◆ **Provided material**

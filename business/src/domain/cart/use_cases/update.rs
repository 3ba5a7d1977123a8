use async_trait::async_trait;

use crate::domain::cart::errors::CartError;
use crate::domain::cart::model::CartLineItem;
use crate::domain::shared::value_objects::{CartItemId, UserId};

#[derive(Debug, Clone)]
pub struct UpdateCartItemParams {
    pub id: CartItemId,
    pub user_id: UserId,
    pub quantity: i32,
}

#[async_trait]
pub trait UpdateCartItemUseCase: Send + Sync {
    async fn execute(&self, params: UpdateCartItemParams) -> Result<CartLineItem, CartError>;
}
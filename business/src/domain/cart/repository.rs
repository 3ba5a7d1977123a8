use async_trait::async_trait;
use uuid::Uuid;

use crate::domain::errors::RepositoryError;
use crate::domain::shared::value_objects::{CartItemId, UserId};

use super::model::{CartEntry, CartLineItem, NewCartLineItem};

/// Result of an idempotent insert.
#[derive(Debug, Clone, PartialEq)]
pub enum CreateOutcome {
    Created(CartLineItem),
    /// A row produced by the same source message already exists.
    AlreadyApplied,
}

#[async_trait]
pub trait CartRepository: Send + Sync {
    /// Inserts a line item. When `source_message_id` is given, a second insert carrying
    /// the same id is a no-op reported as `AlreadyApplied`.
    async fn create(
        &self,
        item: &NewCartLineItem,
        source_message_id: Option<Uuid>,
    ) -> Result<CreateOutcome, RepositoryError>;
    /// Live items of a user joined with product data, oldest first.
    /// Whether a line item was already created from this broker message.
    async fn was_applied(&self, source_message_id: Uuid) -> Result<bool, RepositoryError>;
    async fn get_by_user(&self, user_id: UserId) -> Result<Vec<CartEntry>, RepositoryError>;
    /// A live item owned by `user_id`; `NotFound` otherwise.
    async fn get_by_id(
        &self,
        id: CartItemId,
        user_id: UserId,
    ) -> Result<CartEntry, RepositoryError>;
    async fn update(&self, item: &CartLineItem) -> Result<(), RepositoryError>;
    /// Soft-deletes a live item owned by `user_id`.
    async fn delete(&self, id: CartItemId, user_id: UserId) -> Result<(), RepositoryError>;
}
use crate::domain::broker::BrokerError;
use crate::domain::errors::RepositoryError;

/// Failure classes the pipeline branches on.
#[derive(Debug, Clone, Copy, PartialEq, Eq)]
pub enum ErrorKind {
    /// Rejected synchronously; never enters the queue.
    Validation,
    NotFound,
    /// Broker or store unreachable. Fails an enqueue, requeues an apply.
    TransientInfrastructure,
    /// The message can never be applied; dropped without requeue.
    PermanentMessage,
    Internal,
}

#[derive(Debug, thiserror::Error)]
pub enum CartError {
    #[error("cart.invalid_quantity")]
    InvalidQuantity,
    #[error("cart.product_not_found")]
    ProductNotFound,
    #[error("cart.item_not_found")]
    CartItemNotFound,
    #[error("cart.insufficient_stock")]
    InsufficientStock,
    #[error("cart.publish_failed")]
    PublishFailed(#[source] BrokerError),
    #[error("cart.malformed_message")]
    MalformedMessage(#[from] super::command::CommandDecodeError),
    #[error("cart.encode_failed")]
    EncodeFailed,
    #[error(transparent)]
    Repository(#[from] RepositoryError),
}

impl CartError {
    pub fn kind(&self) -> ErrorKind {
        match self {
            CartError::InvalidQuantity | CartError::InsufficientStock => ErrorKind::Validation,
            CartError::ProductNotFound | CartError::CartItemNotFound => ErrorKind::NotFound,
            CartError::PublishFailed(_) | CartError::Repository(_) => {
                ErrorKind::TransientInfrastructure
            }
            CartError::MalformedMessage(_) => ErrorKind::PermanentMessage,
            CartError::EncodeFailed => ErrorKind::Internal,
        }
    }

    /// Stable code exposed to callers in place of internal detail.
    pub fn code(&self) -> &'static str {
        match self {
            CartError::InvalidQuantity => "INVALID_QUANTITY",
            CartError::ProductNotFound => "PRODUCT_NOT_FOUND",
            CartError::CartItemNotFound => "CART_ITEM_NOT_FOUND",
            CartError::InsufficientStock => "INSUFFICIENT_STOCK",
            CartError::PublishFailed(_) => "PUBLISH_FAILED",
            CartError::MalformedMessage(_) => "MALFORMED_MESSAGE",
            CartError::EncodeFailed => "ENCODE_FAILED",
            CartError::Repository(_) => "REPOSITORY_ERROR",
        }
    }

    /// Maps a product lookup failure, keeping not-found distinct from transport errors.
    pub fn from_product_lookup(error: RepositoryError) -> Self {
        match error {
            RepositoryError::NotFound => CartError::ProductNotFound,
            other => CartError::Repository(other),
        }
    }

    /// Maps a cart item lookup failure, keeping not-found distinct from transport errors.
    pub fn from_item_lookup(error: RepositoryError) -> Self {
        match error {
            RepositoryError::NotFound => CartError::CartItemNotFound,
            other => CartError::Repository(other),
        }
    }
}
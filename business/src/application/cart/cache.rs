//! Best-effort access to the cart cache. Failures are logged and swallowed: the store
//! is always authoritative and a stale entry is bounded by its TTL.

use crate::domain::cache::Cache;
use crate::domain::cart::snapshot::{CART_CACHE_TTL, CartSnapshot, cart_cache_key};
use crate::domain::logger::Logger;
use crate::domain::shared::value_objects::UserId;

/// Returns the cached cart, or `None` on miss, cache failure or a corrupt value.
pub async fn load_cart(
    cache: &dyn Cache,
    logger: &dyn Logger,
    user_id: UserId,
) -> Option<CartSnapshot> {
    let key = cart_cache_key(user_id);
    match cache.get(&key).await {
        Ok(Some(bytes)) => match CartSnapshot::from_bytes(&bytes) {
            Ok(snapshot) => Some(snapshot),
            Err(e) => {
                logger.warn(&format!(
                    "Failed to decode cached cart user_id={} error_code=CACHE_UNMARSHAL error={}",
                    user_id, e
                ));
                None
            }
        },
        Ok(None) => None,
        Err(e) => {
            logger.warn(&format!(
                "Cart cache read failed user_id={} error_code=CACHE_READ error={}",
                user_id, e
            ));
            None
        }
    }
}

pub async fn store_cart(
    cache: &dyn Cache,
    logger: &dyn Logger,
    user_id: UserId,
    snapshot: &CartSnapshot,
) {
    let bytes = match snapshot.to_bytes() {
        Ok(bytes) => bytes,
        Err(e) => {
            logger.warn(&format!(
                "Failed to encode cart for cache user_id={} error_code=CACHE_FAILED error={}",
                user_id, e
            ));
            return;
        }
    };

    if let Err(e) = cache
        .set(&cart_cache_key(user_id), &bytes, CART_CACHE_TTL)
        .await
    {
        logger.warn(&format!(
            "Failed to cache cart user_id={} error_code=CACHE_FAILED error={}",
            user_id, e
        ));
    }
}

/// Deletes the user's cached cart. Never refreshes it in place.
pub async fn invalidate_cart(cache: &dyn Cache, logger: &dyn Logger, user_id: UserId) {
    if let Err(e) = cache.delete(&cart_cache_key(user_id)).await {
        logger.warn(&format!(
            "Failed to invalidate cart cache user_id={} error_code=CACHE_INVALIDATE error={}",
            user_id, e
        ));
    }
}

◆ **Your goal**
Your reply must be one number, namely the count of lines above that hold the string "Debug".

◆ **Task solution**
4